The Liverpool Deputy Coroner, Mr A. G. INGLIS, on Thursday held an inquiry at the City Police Court into the circumstances of the death of Charles FODEN a senior superintendent of the city constabulary, who was on the previous day found in a dying condition at the Police Athletic Ground, suffering from a wound in the left breast. The fatal injury being caused by the discharge of a miniature rifle, with which he was in the habit of practising at the Edge Lane range and was an expert shot.

Detective Inspector MATTHEWS of the Liverpool City Police said, "I have known Superintendent FODEN well, he was a superintendent in the Head Constable's office and lived at 23 Fairfield St and was 39 years of age. At 10.15 am on Wednesday I heard of his death, and went to 23 Fairfield St in the afternoon and there identified his body."

The Deputy Coroner adjourned the inquest for further inquiries to be made.

Liverpool Weekly Mercury, Oct 24th 1908

Superintendent FODEN'S tragic death

The Liverpool Deputy Coroner, Mr A. G. INGLIS, resumed the inquiry into the circumstances of the death of Charles FODEN, aged 40, Superintendent in the Liverpool police force who resided at 23 Fairfield St, Liverpool, and who was found shot through the heart with a miniature rifle on Wednesday, the 14th inst in the pavilion on the Police Athletic Grounds, Prescot Rd.

Mary Carter FODEN, the widow having given evidence, Alfred CADGE, the groundsman at the Police Athletic Grounds, George HESKETH, a lad who acts as assistant groundsman, Police Constable BREW and Dr BLACKLEDGE were called.

The Head Constable said he could throw no light on the circumstances of the death.

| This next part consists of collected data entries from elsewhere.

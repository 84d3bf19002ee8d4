//! OCPI Node - CLI for the OCPI federation adapter
//!
//! # Usage
//!
//! ```bash
//! # Seed the registry with a party we have a bootstrap token for
//! ocpi-node add-party --registry-log ./data/parties.log \
//!     --country-code DE --party-id EMP --role EMSP --name "EMSP" \
//!     --token their-bootstrap-token \
//!     --remote-token our-bootstrap-token \
//!     --remote-versions-url http://emsp.example/ocpi/versions
//!
//! # Serve, and register with DE*EMP once listening
//! ocpi-node serve --country-code DE --party-id GEF --role CPO \
//!     --base-url http://cpo.example/ocpi --bind 0.0.0.0:8080 \
//!     --registry-log ./data/parties.log --register DE*EMP
//! ```

use std::net::SocketAddr;
use std::path::PathBuf;
use std::time::Duration;

use clap::{Args, Parser, Subcommand};
use tokio::net::TcpListener;
use tracing::{error, info, warn, Level};
use tracing_subscriber::FmtSubscriber;

use ocpi_adapter_http::{NodeConfig, OcpiNode};
use ocpi_core::{
    AccessInfo, AccessToken, BusinessDetails, CountryCode, FileSink, FileSinkConfig, PartyId,
    PartyIdentity, PartyStatus, RemoteAccessInfo, RemotePartyRegistry, Role, VersionId,
};

/// OCPI federation node
#[derive(Parser, Debug)]
#[command(author, version, about, long_about = None)]
struct Cli {
    /// Log level (trace, debug, info, warn, error)
    #[arg(short, long, default_value = "info", global = true)]
    log_level: String,

    #[command(subcommand)]
    command: Command,
}

#[derive(Subcommand, Debug)]
enum Command {
    /// Run the node's HTTP endpoints
    Serve(ServeArgs),
    /// Add a remote party to the registry log
    AddParty(AddPartyArgs),
}

#[derive(Args, Debug)]
struct ServeArgs {
    /// Our country code
    #[arg(long, default_value = "DE")]
    country_code: String,

    /// Our party id
    #[arg(long, default_value = "GEF")]
    party_id: String,

    /// Our role (CPO, EMSP)
    #[arg(long, default_value = "CPO")]
    role: Role,

    /// Business name sent in our credentials
    #[arg(long, default_value = "OCPI Node")]
    name: String,

    /// External base URL other parties reach us at
    #[arg(long, default_value = "http://127.0.0.1:8080")]
    base_url: String,

    /// Listen address
    #[arg(long, default_value = "127.0.0.1:8080")]
    bind: SocketAddr,

    /// Supported OCPI versions (can be repeated)
    #[arg(long = "ocpi-version")]
    versions: Vec<String>,

    /// Registry log file; in-memory registry when omitted
    #[arg(long)]
    registry_log: Option<PathBuf>,

    /// Outbound request timeout in seconds
    #[arg(long, default_value = "30")]
    timeout: u64,

    /// Reject base64-encoded Authorization tokens
    #[arg(long)]
    no_base64: bool,

    /// Register with these parties once listening, as CC*PID (can be repeated)
    #[arg(long)]
    register: Vec<String>,
}

#[derive(Args, Debug)]
struct AddPartyArgs {
    /// Registry log file
    #[arg(long)]
    registry_log: PathBuf,

    #[arg(long)]
    country_code: String,

    #[arg(long)]
    party_id: String,

    /// Role of the party (CPO, EMSP)
    #[arg(long)]
    role: Role,

    /// Business name of the party
    #[arg(long)]
    name: String,

    /// Bootstrap token the party calls us with
    #[arg(long)]
    token: String,

    /// Token we call the party with
    #[arg(long, requires = "remote_versions_url")]
    remote_token: Option<String>,

    /// The party's /versions URL
    #[arg(long, requires = "remote_token")]
    remote_versions_url: Option<String>,
}

#[tokio::main]
async fn main() -> Result<(), Box<dyn std::error::Error>> {
    let cli = Cli::parse();

    // Setup logging
    let level = match cli.log_level.as_str() {
        "trace" => Level::TRACE,
        "debug" => Level::DEBUG,
        "info" => Level::INFO,
        "warn" => Level::WARN,
        "error" => Level::ERROR,
        _ => Level::INFO,
    };

    let subscriber = FmtSubscriber::builder()
        .with_max_level(level)
        .with_target(false)
        .with_thread_ids(false)
        .finish();
    tracing::subscriber::set_global_default(subscriber)?;

    match cli.command {
        Command::Serve(args) => serve(args).await,
        Command::AddParty(args) => add_party(args),
    }
}

async fn serve(args: ServeArgs) -> Result<(), Box<dyn std::error::Error>> {
    let mut config = NodeConfig::new(&args.country_code, &args.party_id, args.role, &args.name)
        .with_base_url(&args.base_url)
        .with_bind_addr(args.bind)
        .with_request_timeout(Duration::from_secs(args.timeout))
        .with_base64_tokens(!args.no_base64);
    if !args.versions.is_empty() {
        config = config.with_versions(args.versions.iter().map(VersionId::new).collect());
    }
    if let Some(path) = &args.registry_log {
        config = config.with_registry_log(path);
    }

    println!();
    println!("╔══════════════════════════════════════════════════════════════╗");
    println!("║                 OCPI Node - Federation Adapter               ║");
    println!("╠══════════════════════════════════════════════════════════════╣");
    println!("║  Party:    {:<50} ║", config.identity.to_string());
    println!("║  Base URL: {:<50} ║", truncate(&config.base_url, 50));
    println!("║  Bind:     {:<50} ║", config.bind_addr.to_string());
    println!("╚══════════════════════════════════════════════════════════════╝");
    println!();

    let node = std::sync::Arc::new(OcpiNode::new(config)?);
    let listener = TcpListener::bind(args.bind).await?;

    let serving = node.clone();
    let server = tokio::spawn(async move {
        serving
            .serve(listener, async {
                let _ = tokio::signal::ctrl_c().await;
            })
            .await
    });

    for target in &args.register {
        let Some(remote) = find_party(node.registry(), target) else {
            warn!("Unknown party {}, skipping registration", target);
            continue;
        };
        let response = node.client(remote.clone()).register().await;
        if response.is_success() {
            info!("Registered with {}", remote);
        } else {
            error!(
                "Registration with {} failed: {} {}",
                remote, response.status_code, response.status_message
            );
        }
    }

    server.await??;
    Ok(())
}

fn add_party(args: AddPartyArgs) -> Result<(), Box<dyn std::error::Error>> {
    let sink = FileSink::open(FileSinkConfig {
        path: args.registry_log.clone(),
        ..Default::default()
    })?;
    let registry = RemotePartyRegistry::open(sink)?;

    let remote_access_infos = match (args.remote_token, args.remote_versions_url) {
        (Some(token), Some(url)) => vec![RemoteAccessInfo::new(AccessToken::new(token), url)],
        _ => vec![],
    };
    let identity = PartyIdentity::new(&args.country_code, &args.party_id, args.role);

    registry.add_party(
        identity.clone(),
        BusinessDetails::new(&args.name),
        vec![AccessInfo::bootstrap(AccessToken::new(args.token))],
        remote_access_infos,
        PartyStatus::Enabled,
    )?;

    info!("Added {} to {:?}", identity, args.registry_log);
    Ok(())
}

/// Party in `registry` matching `CC*PID`
fn find_party(registry: &RemotePartyRegistry, target: &str) -> Option<PartyIdentity> {
    let (country_code, party_id) = target.split_once('*')?;
    let country_code = CountryCode::new(country_code);
    let party_id = PartyId::new(party_id);
    registry
        .all()
        .into_iter()
        .map(|party| party.identity.clone())
        .find(|identity| identity.matches(&country_code, &party_id))
}

/// Truncate string with ellipsis
fn truncate(s: &str, max_len: usize) -> String {
    if s.chars().count() <= max_len {
        s.to_string()
    } else {
        let head: String = s.chars().take(max_len - 3).collect();
        format!("{}...", head)
    }
}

FODEN'S principal financial duty was in connection with the Liverpool and Bootle Police Orphanage, and Messers LANGTON and M'CONNELL, chartered accountants had reported that everything was perfectly in order. Speaking in a voice which quivered with emotion he said, "I cannot see anything so far as his strictly official or other duties are concerned, to suggest that he would take his own life, and I cannot believe he did. I cannot throw any light upon it."

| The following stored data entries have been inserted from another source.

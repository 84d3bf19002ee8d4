//! # OCPI HTTP Adapter
//!
//! HTTP side of an OCPI federation node: the `/versions` and credentials
//! endpoints, receivers for pushed locations, sessions, tariffs and CDRs,
//! and the outbound client that negotiates versions and runs the
//! credentials handshake against other parties.
//!
//! ## Architecture
//!
//! ```text
//!  Remote party                     this node
//!  ─────────────                    ──────────────────────────────────
//!   POST /credentials ───────────►  server::credentials
//!                                      │ callback GET /versions
//!   /versions, /{version} ◄────────────┘ (VersionNegotiator)
//!                                      ▼
//!                                   RemotePartyRegistry (ocpi-core)
//!                                      ▲
//!   /{version}/credentials ◄─────── OcpiClient::register / unregister
//! ```
//!
//! ## Usage
//!
//! ```no_run
//! use ocpi_adapter_http::{NodeConfig, OcpiNode};
//! use ocpi_core::Role;
//!
//! #[tokio::main]
//! async fn main() -> Result<(), Box<dyn std::error::Error>> {
//!     let config = NodeConfig::new("DE", "GEF", Role::Cpo, "GraphDefined CPO")
//!         .with_base_url("http://localhost:8080");
//!
//!     let node = OcpiNode::new(config)?;
//!     node.run().await?;
//!
//!     Ok(())
//! }
//! ```

pub mod client;
pub mod config;
pub mod envelope;
pub mod headers;
pub mod negotiator;
pub mod node;
pub mod server;
pub mod store;

pub use client::{ClientResponse, OcpiClient};
pub use config::NodeConfig;
pub use envelope::{ApiError, OcpiResponse};
pub use headers::RequestIds;
pub use negotiator::{Negotiated, NegotiationError, VersionNegotiator};
pub use node::{NodeError, NodeState, OcpiNode};
pub use store::ResourceStore;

The Deputy Coroner said he had been bound, in fairness to the deceased, to ask the Head Constable the position of the deceased in regard to financial matters, because Superintendent FODEN was secretary and treasurer of the Orphanage fund, and, naturally they were glad to hear such statements as that of the Head Constable. The jury and himself would be pleased to find that as far as the deceased's duties were concerned, everything was as it ought to be. Messers LANGTON and M'CONNELL, chartered accountants in Liverpool had gone through the papers, receipts and payments and vouchers carefully and had reported everything in order.

Subsequently at the instant of the jury, CADGE the groundsman placed the gun on the table of the court in the exact same position as it was when last he saw Superintendent FODEN, and himself sat at the table in an attitude corresponding to that of the deceased when he was reading the newspaper, with the muzzle of the gun on the gun close to his left side.

The jury returned a verdict that "Death was due to a gunshot wound, but how it was caused there was no evidence to show."


The remains of the late Superintendent FODEN were interred at Anfield Cemetery. Due to the melancholy circumstances and his general popularity there was a great display of public sympathy. The remains were borne on a horse carriage belonging to the Liverpool Fire Brigade. The coffin was covered with wreaths and another open coach followed laden with other floral tributes of regret. 50 men, sergeants and police officers from all the divisions of the city led the procession headed by Head Constable DUNNING, who was in full uniform with cocked hat, sword and spurs. Inspector GIBSON who was mounted rode close to the bier. The police band accompanied the remains from the house to the cemetery. After the service in the church, conducted by Rev E. W. DICKS [St Andrew's Edge Lane] the coffin was carried by six men of the police tug-of-war team to the grave, at the committal the police band played "Lead Kindly light" and the mourners gradually dispersed.